Meaney’s raised voice
An Irishman’s company responsible for one of the highest-capacity fibre networks in Europe has completed the issue of a convertible bond that will raise up to €32m to accelerate investment in long-haul and last-mile infrastructure.

Noel Meaney’s Global Voice, which trades as euNetworks in Europe and owns high-capacity fibre networks and data centres across the continent, amassed revenues of €10.4m for the first half of 2007, resulting in profits of €1.4m.

The Singapore Stock Exchange-listed company which Meaney started after leading a management buyout of data centre firm Metromedia in 2002, attracted 34 new customers and 113 separate new lease agreements in the six months.
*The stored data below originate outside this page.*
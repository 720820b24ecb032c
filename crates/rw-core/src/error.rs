//! Error types for mcreweight

use thiserror::Error;

/// mcreweight error type
#[derive(Error, Debug)]
pub enum Error {
    /// I/O error
    #[error("I/O error: {0}")]
    Io(#[from] std::io::Error),

    /// JSON parsing error
    #[error("JSON error: {0}")]
    Json(#[from] serde_json::Error),

    /// Validation error (bad shapes, labels, probabilities, configuration)
    #[error("Validation error: {0}")]
    Validation(String),

    /// Computation error (non-finite loss, singular transform, ...)
    #[error("Computation error: {0}")]
    Computation(String),
}

/// Result type alias
pub type Result<T> = std::result::Result<T, Error>;
use std::path::PathBuf;
use std::process::{Command, Output};
use std::time::{SystemTime, UNIX_EPOCH};

fn bin_path() -> PathBuf {
    PathBuf::from(env!("CARGO_BIN_EXE_mcreweight"))
}

fn repo_root() -> PathBuf {
    // crates/rw-cli -> repo root
    PathBuf::from(env!("CARGO_MANIFEST_DIR")).join("../..").canonicalize().unwrap()
}

fn fixture_path(name: &str) -> PathBuf {
    repo_root().join("tests/fixtures").join(name)
}

fn tmp_path(filename: &str) -> PathBuf {
    let nanos = SystemTime::now().duration_since(UNIX_EPOCH).unwrap().as_nanos();
    let mut p = std::env::temp_dir();
    p.push(format!("mcreweight_cli_{}_{}_{}", std::process::id(), nanos, filename));
    p
}

fn run(args: &[&str]) -> Output {
    Command::new(bin_path())
        .args(args)
        .output()
        .unwrap_or_else(|e| panic!("failed to run {:?} {:?}: {}", bin_path(), args, e))
}

fn read_json(path: &PathBuf) -> serde_json::Value {
    let s = std::fs::read_to_string(path).unwrap_or_else(|e| panic!("read {}: {}", path.display(), e));
    serde_json::from_str(&s).unwrap()
}

#[test]
fn run_writes_weights_and_artifact() {
    let cfg = fixture_path("small_run.yaml");
    assert!(cfg.exists(), "missing fixture: {}", cfg.display());
    let out_dir = tmp_path("run");

    let out = run(&[
        "run",
        "--config",
        cfg.to_string_lossy().as_ref(),
        "--out-dir",
        out_dir.to_string_lossy().as_ref(),
        "--deterministic",
    ]);
    assert!(out.status.success(), "run should succeed, stderr={}", String::from_utf8_lossy(&out.stderr));

    let summary: serde_json::Value = serde_json::from_slice(&out.stdout).unwrap();
    assert!(summary["closure_ratio"].is_number());
    assert!(summary["quality"]["status"].is_string());

    let weights = read_json(&out_dir.join("weights.json"));
    assert_eq!(weights["schema_version"], "mcreweight_weights_v0");
    let n = weights["n_events"].as_u64().unwrap() as usize;
    assert!(n > 0);
    assert_eq!(weights["weights"].as_array().unwrap().len(), n);
    assert_eq!(weights["probabilities"].as_array().unwrap().len(), n);
    assert_eq!(weights["features"].as_array().unwrap().len(), n);
    assert_eq!(weights["features"][0].as_array().unwrap().len(), 3);

    let art = read_json(&out_dir.join("artifacts/reweight.json"));
    assert_eq!(art["schema_version"], "mcreweight_reweight_v0");
    assert_eq!(art["meta"]["created_unix_ms"], 0);
    assert_eq!(art["meta"]["parity_mode"]["threads"], 1);
    assert_eq!(art["marginals"].as_array().unwrap().len(), 3);
    assert_eq!(art["marginals"][0]["bin_edges"].as_array().unwrap().len(), 21);
    assert!(art["truth"]["log_weight_correlation"].is_number());

    let _ = std::fs::remove_dir_all(&out_dir);
}

#[test]
fn deterministic_runs_are_identical() {
    let cfg = fixture_path("small_run.yaml");
    let mut files = Vec::new();
    for tag in ["a", "b"] {
        let out_dir = tmp_path(&format!("det_{}", tag));
        let out = run(&[
            "run",
            "--config",
            cfg.to_string_lossy().as_ref(),
            "--out-dir",
            out_dir.to_string_lossy().as_ref(),
            "--deterministic",
            "--threads",
            "1",
        ]);
        assert!(out.status.success(), "stderr={}", String::from_utf8_lossy(&out.stderr));
        files.push(std::fs::read(out_dir.join("artifacts/reweight.json")).unwrap());
        let _ = std::fs::remove_dir_all(&out_dir);
    }
    assert_eq!(files[0], files[1]);
}

#[test]
fn generate_then_run_on_external_samples() {
    let cfg = fixture_path("identical_populations.json");
    let samples = tmp_path("samples.json");
    let out = run(&[
        "generate",
        "--config",
        cfg.to_string_lossy().as_ref(),
        "--output",
        samples.to_string_lossy().as_ref(),
    ]);
    assert!(out.status.success(), "stderr={}", String::from_utf8_lossy(&out.stderr));
    let v = read_json(&samples);
    assert_eq!(v["data"].as_array().unwrap().len(), 300);
    assert_eq!(v["mc"].as_array().unwrap().len(), 300);
    assert_eq!(v["mc"][0].as_array().unwrap().len(), 2);

    let run_cfg = tmp_path("external.json");
    let body = serde_json::json!({
        "samples": samples,
        "classifier": { "hidden": [3], "optimizer": { "max_iter": 60 } },
    });
    std::fs::write(&run_cfg, serde_json::to_string(&body).unwrap()).unwrap();
    let out_dir = tmp_path("external_run");
    let out = run(&[
        "run",
        "--config",
        run_cfg.to_string_lossy().as_ref(),
        "--out-dir",
        out_dir.to_string_lossy().as_ref(),
    ]);
    assert!(out.status.success(), "stderr={}", String::from_utf8_lossy(&out.stderr));
    let art = read_json(&out_dir.join("artifacts/reweight.json"));
    assert_eq!(art["n_features"], 2);
    assert!(art.get("truth").is_none());

    let _ = std::fs::remove_file(&samples);
    let _ = std::fs::remove_file(&run_cfg);
    let _ = std::fs::remove_dir_all(&out_dir);
}

#[test]
fn weights_command_converts_probabilities() {
    let input = tmp_path("probs.json");
    std::fs::write(&input, "[0.5, 0.75, 0.2, 1.0]").unwrap();
    let out = run(&["weights", "--input", input.to_string_lossy().as_ref()]);
    assert!(out.status.success(), "stderr={}", String::from_utf8_lossy(&out.stderr));
    let v: serde_json::Value = serde_json::from_slice(&out.stdout).unwrap();
    let w: Vec<Option<f64>> = serde_json::from_value(v["weights"].clone()).unwrap();
    assert_eq!(w[0], Some(1.0));
    assert!((w[1].unwrap() - 3.0).abs() < 1e-12);
    assert!((w[2].unwrap() - 0.25).abs() < 1e-12);
    // +inf is not representable in JSON.
    assert_eq!(w[3], None);
    assert_eq!(v["mc_weights"][3], 0.0);

    std::fs::write(&input, r#"{"probabilities": [1.0]}"#).unwrap();
    let out = run(&["weights", "--input", input.to_string_lossy().as_ref(), "--clip-epsilon", "0.01"]);
    assert!(out.status.success(), "stderr={}", String::from_utf8_lossy(&out.stderr));
    let v: serde_json::Value = serde_json::from_slice(&out.stdout).unwrap();
    assert!((v["weights"][0].as_f64().unwrap() - 99.0).abs() < 1e-9);

    std::fs::write(&input, "[1.5]").unwrap();
    let out = run(&["weights", "--input", input.to_string_lossy().as_ref()]);
    assert!(!out.status.success());

    let _ = std::fs::remove_file(&input);
}

#[test]
fn invalid_config_is_rejected() {
    let cfg = tmp_path("bad.yaml");
    std::fs::write(&cfg, "train_fraction: 1.5\n").unwrap();
    let out_dir = tmp_path("bad_run");
    let out = run(&[
        "run",
        "--config",
        cfg.to_string_lossy().as_ref(),
        "--out-dir",
        out_dir.to_string_lossy().as_ref(),
    ]);
    assert!(!out.status.success());
    assert!(String::from_utf8_lossy(&out.stderr).contains("train_fraction"));
    let _ = std::fs::remove_file(&cfg);
}

#[test]
fn version_prints_crate_version() {
    let out = run(&["version"]);
    assert!(out.status.success());
    assert!(String::from_utf8_lossy(&out.stdout).starts_with("mcreweight "));
}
Global Voice issued the convertible bond in order to accelerate investment rollout in response to increased customer demand.

Nokia maps future
At a purchase price of €5.7bn, Nokia has acquired mapping and navigational software makers Navteq, opening up a new direction in its services strategy.

Explaining why it chose Navteq, Nokia said in a statement: “The navigation area is a fast-growing business and with location-based services expanding rapidly into mobile communications devices, the industry is poised for even further growth.”

Navteq is the world’s leading supplier of digital mapping information for mobile devices, sat-nav systems and internet-based mapping applications.

The company was founded in 1983 and pulled in revenues of US$582m in the past year alone.